L'Afrique est une priorité pour la France. Nous ferons de notre mieux pour que vous parveniez à relever le défi du développement.
Quand je regarde un pays comme la Côte d'Ivoire, tout m'indique que ce défi peut être relevé. Le Président Houphouët-Boigny en était à juste titre convaincu en dépit des difficultés rencontrées et qui sont maintenant en passe d'être surmontées. Les pays de la zone franc sont riches en hommes et en ressources. le sous-développement n'est pas une fatalité.
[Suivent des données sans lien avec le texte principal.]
//! Payment data repository for database operations.

use sea_orm::{
    ColumnTrait, Condition, DatabaseConnection, DbErr, EntityTrait, PaginatorTrait, QueryFilter,
};

use crate::server::query::Pagination;

/// Repository providing database operations for payment records.
pub struct PaymentRepository<'a> {
    db: &'a DatabaseConnection,
}

impl<'a> PaymentRepository<'a> {
    pub fn new(db: &'a DatabaseConnection) -> Self {
        Self { db }
    }

    /// Gets a user's settled payment records, newest first, with pagination.
    ///
    /// Only PAID records appear in the personal transaction history;
    /// pending and refunded ones are admin-dashboard concerns.
    ///
    /// # Arguments
    /// - `user_id` - Owner of the payment records
    /// - `pagination` - Resolved page, limit, and sort parameters
    ///
    /// # Returns
    /// - `Ok((payments, total))` - Page of payments and the total count
    /// - `Err(DbErr)` - Database error during query
    pub async fn get_for_user(
        &self,
        user_id: &str,
        pagination: &Pagination,
    ) -> Result<(Vec<entity::payment::Model>, u64), DbErr> {
        let condition = Condition::all()
            .add(entity::payment::Column::UserId.eq(user_id))
            .add(entity::payment::Column::Status.eq(entity::payment::PaymentStatus::Paid));
        self.get_all_filtered(condition, pagination).await
    }

    /// Gets payments matching a filter condition with pagination.
    ///
    /// # Arguments
    /// - `condition` - Composed filter condition
    /// - `pagination` - Resolved page, limit, and sort parameters
    ///
    /// # Returns
    /// - `Ok((payments, total))` - Page of payments and the total match count
    /// - `Err(DbErr)` - Database error during query
    pub async fn get_all_filtered(
        &self,
        condition: Condition,
        pagination: &Pagination,
    ) -> Result<(Vec<entity::payment::Model>, u64), DbErr> {
        let total = entity::prelude::Payment::find()
            .filter(condition.clone())
            .count(self.db)
            .await?;

        let payments = pagination
            .apply(entity::prelude::Payment::find().filter(condition))
            .all(self.db)
            .await?;

        Ok((payments, total))
    }
}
Je sais que l'Afrique relèvera ce nouveau défi et sera digne des espoirs que nous mettons en elle. D'autres pays sur d'autres continents ont su prendre le chemin du développement. Les pays d'Afrique sauront trouver le leur. Je suis venu vous dire aujourd'hui la confiance du gouvernement français, celle des entreprises françaises dans votre avenir. Vive la Côte d'Ivoire ! Vive l'amitié franco-ivoirienne.